La nouvelle a fait l’effet d’une bombe ce mardi 19 janvier : Fedex-TNT va délocaliser de Liège vers Paris plus d’un tiers de son activité. En conséquence, 671 emplois sur 1 826 sont en passe d’être supprimés. Ni les investissements massifs de la Région Wallonne à Liège Airport, ni l’autorisation de voler 24 heures sur 24 et 7 jours sur 7, ni un probable montage très discutable avec un bail emphytéotique sur les bâtiments permettant à la multinationale d’éluder le précompte immobilier, ni les efforts de productivité incessants des travailleurs n’auront suffi. A terme, c’est bien l’entièreté des activités du groupe à Liège qui est menacée.
Cette délocalisation correspond à une logique propre à la multinationale et ne présage pas forcément d’une évolution dans le secteur du fret aérien qui a d’ailleurs connu une année 2020 assez faste. Mais elle démontre toutefois combien ce type d’activité est précaire car facilement délocalisable au gré des intérêts d’une multinationale. Il est également piquant de constater qu’ADPm (Aéroports De Paris management) qui va bénéficier de cette délocalisation sur Paris des activités est le second actionnaire de Liege Airport.
En faisant de la logistique par avion un pôle majeur de son redéploiement, notre Région a fait une énorme erreur de redéploiement industriel. C’est un secteur polluant, non viable à terme, et très délocalisable. Notre mouvement politique l’affirme depuis des années. Aujourd’hui, c’est une réorganisation, demain ce seront la robotisation ou le coût du transport (hyper polluant) par avion qui frapperont avec les mêmes effets socialement catastrophiques.
Il faut changer de cap tant que c’est encore possible. De l’argent public, celui déversé à profusion pour développer cet aéroport plus que de raison les dernières années, sera perdu. Mais continuer dans la même voie et continuer de miser sur la logistique serait pire encore.
Nous tenons à témoigner de notre totale solidarité avec les travailleurs de Fedex-TNT et les familles qui vont être touchées. Il va falloir se battre, syndicats et forces politiques rouges et vertes, pour faire payer Fedex-TNT. Si des aides financières ont été accordées par la Région (crédits d’impôt, etc), elles devront être remboursées.
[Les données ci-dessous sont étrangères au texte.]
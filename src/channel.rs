//! Signaling channel: the persistent relay connection and the wire codec on top of it.

use crate::calls::CallError;
use crate::protocol::SignalingMessage;
use crate::transport::{Transport, TransportEvent, TransportFactory};
use log::{debug, error, info, trace, warn};
use std::sync::Arc;
use thiserror::Error;
use tokio::sync::mpsc;
use tokio::task::JoinHandle;

const CHANNEL_EVENT_CAPACITY: usize = 100;

/// Events produced by an open channel.
#[derive(Debug, Clone, PartialEq, Eq)]
pub enum ChannelEvent {
    /// A decoded frame from the remote peer.
    Message(SignalingMessage),
    /// An outbound frame could not be written.
    SendFailed(String),
    /// The relay connection is gone; no further events follow.
    Closed,
}

/// Result of [`SignalingChannel::open`].
#[derive(Debug)]
pub enum ChannelOpen {
    /// A fresh connection; the receiver carries its inbound events.
    Opened(mpsc::Receiver<ChannelEvent>),
    AlreadyOpen,
}

/// Returned by [`SignalingChannel::send`] when there is no relay connection.
#[derive(Debug, Error, Clone, Copy, PartialEq, Eq)]
#[error("relay channel is not open")]
pub struct ChannelClosed;

pub struct SignalingChannel {
    factory: Arc<dyn TransportFactory>,
    transport: Option<Arc<dyn Transport>>,
    events_tx: Option<mpsc::Sender<ChannelEvent>>,
    reader: Option<JoinHandle<()>>,
}

impl SignalingChannel {
    pub fn new(factory: Arc<dyn TransportFactory>) -> Self {
        Self {
            factory,
            transport: None,
            events_tx: None,
            reader: None,
        }
    }

    pub fn is_open(&self) -> bool {
        self.transport.is_some()
    }

    /// Connects to the relay at `address`.
    ///
    /// Does nothing if the channel is already open. Each successful open starts
    /// one background receive loop whose events arrive on the returned stream.
    pub async fn open(&mut self, address: &str) -> Result<ChannelOpen, CallError> {
        if self.is_open() {
            debug!("Relay channel already open");
            return Ok(ChannelOpen::AlreadyOpen);
        }

        let (transport, transport_events) = self
            .factory
            .create_transport(address)
            .await
            .map_err(|e| CallError::ChannelUnavailable(e.to_string()))?;

        info!("Relay channel open ({address})");
        let (events_tx, events_rx) = mpsc::channel(CHANNEL_EVENT_CAPACITY);
        self.reader = Some(tokio::spawn(receive_loop(
            transport_events,
            events_tx.clone(),
        )));
        self.transport = Some(transport);
        self.events_tx = Some(events_tx);

        Ok(ChannelOpen::Opened(events_rx))
    }

    /// Encodes and writes one frame.
    ///
    /// Only a missing connection is returned. Encode and write failures are
    /// logged and reported as [`ChannelEvent::SendFailed`] on the inbound stream.
    pub async fn send(&self, message: &SignalingMessage) -> Result<(), ChannelClosed> {
        let transport = self.transport.as_ref().ok_or(ChannelClosed)?;

        let text = match message.encode() {
            Ok(text) => text,
            Err(e) => {
                self.report_send_failure(format!("failed to encode {} frame: {e}", message.kind()));
                return Ok(());
            }
        };

        debug!("--> {} frame ({} bytes)", message.kind(), text.len());
        if let Err(e) = transport.send_text(&text).await {
            self.report_send_failure(format!("failed to send {} frame: {e}", message.kind()));
        }
        Ok(())
    }

    fn report_send_failure(&self, reason: String) {
        error!("{reason}");
        let Some(tx) = &self.events_tx else {
            return;
        };
        if tx.try_send(ChannelEvent::SendFailed(reason)).is_err() {
            warn!("Channel event stream full or closed, send failure not reported");
        }
    }

    /// Closes the relay connection. Always succeeds.
    pub async fn close(&mut self) {
        if let Some(reader) = self.reader.take() {
            reader.abort();
        }
        self.events_tx = None;
        if let Some(transport) = self.transport.take() {
            transport.disconnect().await;
            info!("Relay channel closed");
        }
    }

    /// Forgets a transport the relay already dropped, without a disconnect round trip.
    pub(crate) fn mark_closed(&mut self) {
        self.reader = None;
        self.events_tx = None;
        self.transport = None;
    }
}

async fn receive_loop(
    mut transport_events: mpsc::Receiver<TransportEvent>,
    events_tx: mpsc::Sender<ChannelEvent>,
) {
    while let Some(event) = transport_events.recv().await {
        match event {
            TransportEvent::Connected => trace!("Relay transport connected"),
            TransportEvent::TextReceived(text) => {
                trace!("<-- {text}");
                let message = match SignalingMessage::decode(&text) {
                    Ok(message) => message,
                    Err(e) => {
                        warn!("Dropping malformed signaling frame: {e}");
                        continue;
                    }
                };
                debug!("<-- {} frame ({} bytes)", message.kind(), text.len());
                if events_tx.send(ChannelEvent::Message(message)).await.is_err() {
                    return;
                }
            }
            TransportEvent::Disconnected => break,
        }
    }

    info!("Relay connection lost");
    let _ = events_tx.send(ChannelEvent::Closed).await;
}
Mais il va aussi falloir à moyen terme réorienter notre économie vers des secteurs soutenables écologiquement et non délocalisables. C’est possible. Le pire serait, comme pour la sidérurgie, de continuer d’aider des multinationales de ce secteur nuisible, sans stratégie économique publique alternative. Dans cet esprit, il est possible de créer du travail de meilleure qualité dans des secteurs industriels traditionnels : transports, électronique, métallurgie, pharmacie. Mais aussi dans des secteurs qui répondent aux besoins de notre époque : énergies renouvelables, agriculture, alimentation, construction et isolation, manufactures locales et artisanat.
Le mouvement Demain réclame une étude indépendante sur les « coûts-bénéfices” des investissements publics consentis à Liege Airport. Au-delà même du nombre d’emplois sur le site et de leur précarité, il faut aujourd’hui objectiver le débat et internaliser tous les coûts induits par l’aéroport. Le temps de l’indignation impuissante du monde politique doit être révolu.
Plus globalement, c’est une question de souveraineté très grave qui nous est également posée. Si nous sommes opposés à l’arrivée d’Alibaba et à l’extension de Liege Airport c’est bien parce que ce mode de développement nous pose un problème d’un point de vue écologique, d’un point de vue social et du point de vue de l’indépendance nationale. Mais c’est aux autorités belges et wallonnes qu’il revient de prendre la décision -et leurs choix jusqu’à maintenant ne nous rassurent pas- et ce n’est pas à une multinationale américaine aujourd’hui ou chinoise demain de décider pour nous, avec qui nous construisons des partenariats économiques, commerciaux et industriels.